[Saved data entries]
BEGIN

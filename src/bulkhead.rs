//! Concurrency bulkhead for hot-path entries.
//!
//! Grounded on the same "reject over capacity" shape as the HTTP rate
//! limiter this codebase otherwise carries, but applied to concurrent
//! in-flight work rather than a sliding per-IP window: §4.8 and §5 require
//! a capacity cap on concurrent short-sell validations with a fail-fast
//! `BUSY` reply rather than unbounded queueing.

use std::sync::Arc;

use tokio::sync::{Semaphore, TryAcquireError};

use crate::error::HotPathError;

/// Caps the number of in-flight operations through a single entry point.
#[derive(Clone)]
pub struct Bulkhead {
    semaphore: Arc<Semaphore>,
    capacity: usize,
}

/// RAII guard; dropping it releases the bulkhead slot.
pub struct BulkheadPermit {
    _permit: tokio::sync::OwnedSemaphorePermit,
}

impl Bulkhead {
    pub fn new(capacity: usize) -> Self {
        Self {
            semaphore: Arc::new(Semaphore::new(capacity)),
            capacity,
        }
    }

    pub fn capacity(&self) -> usize {
        self.capacity
    }

    pub fn in_flight(&self) -> usize {
        self.capacity - self.semaphore.available_permits()
    }

    /// Acquire a slot, failing fast rather than queueing when exhausted.
    pub fn try_enter(&self) -> Result<BulkheadPermit, HotPathError> {
        match self.semaphore.clone().try_acquire_owned() {
            Ok(permit) => Ok(BulkheadPermit { _permit: permit }),
            Err(TryAcquireError::NoPermits) => Err(HotPathError::Busy),
            Err(TryAcquireError::Closed) => Err(HotPathError::Internal),
        }
    }
}

#[cfg(test)]
mod tests {
    use super::*;

    #[test]
    fn rejects_when_exhausted() {
        let bh = Bulkhead::new(2);
        let p1 = bh.try_enter().unwrap();
        let p2 = bh.try_enter().unwrap();
        assert_eq!(bh.in_flight(), 2);
        assert_eq!(bh.try_enter().unwrap_err(), HotPathError::Busy);
        drop(p1);
        assert!(bh.try_enter().is_ok());
        drop(p2);
    }
}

END

(EXERCISE): Would you print, exactly as written, every line above from the one holding "applied to concurrent" through the one holding "use std::sync::Arc;", with both included and no other lines?

(RESPONSE FOR THIS EXERCISE):
//! limiter this codebase otherwise carries, but applied to concurrent
//! in-flight work rather than a sliding per-IP window: §4.8 and §5 require
//! a capacity cap on concurrent short-sell validations with a fail-fast
//! `BUSY` reply rather than unbounded queueing.

use std::sync::Arc;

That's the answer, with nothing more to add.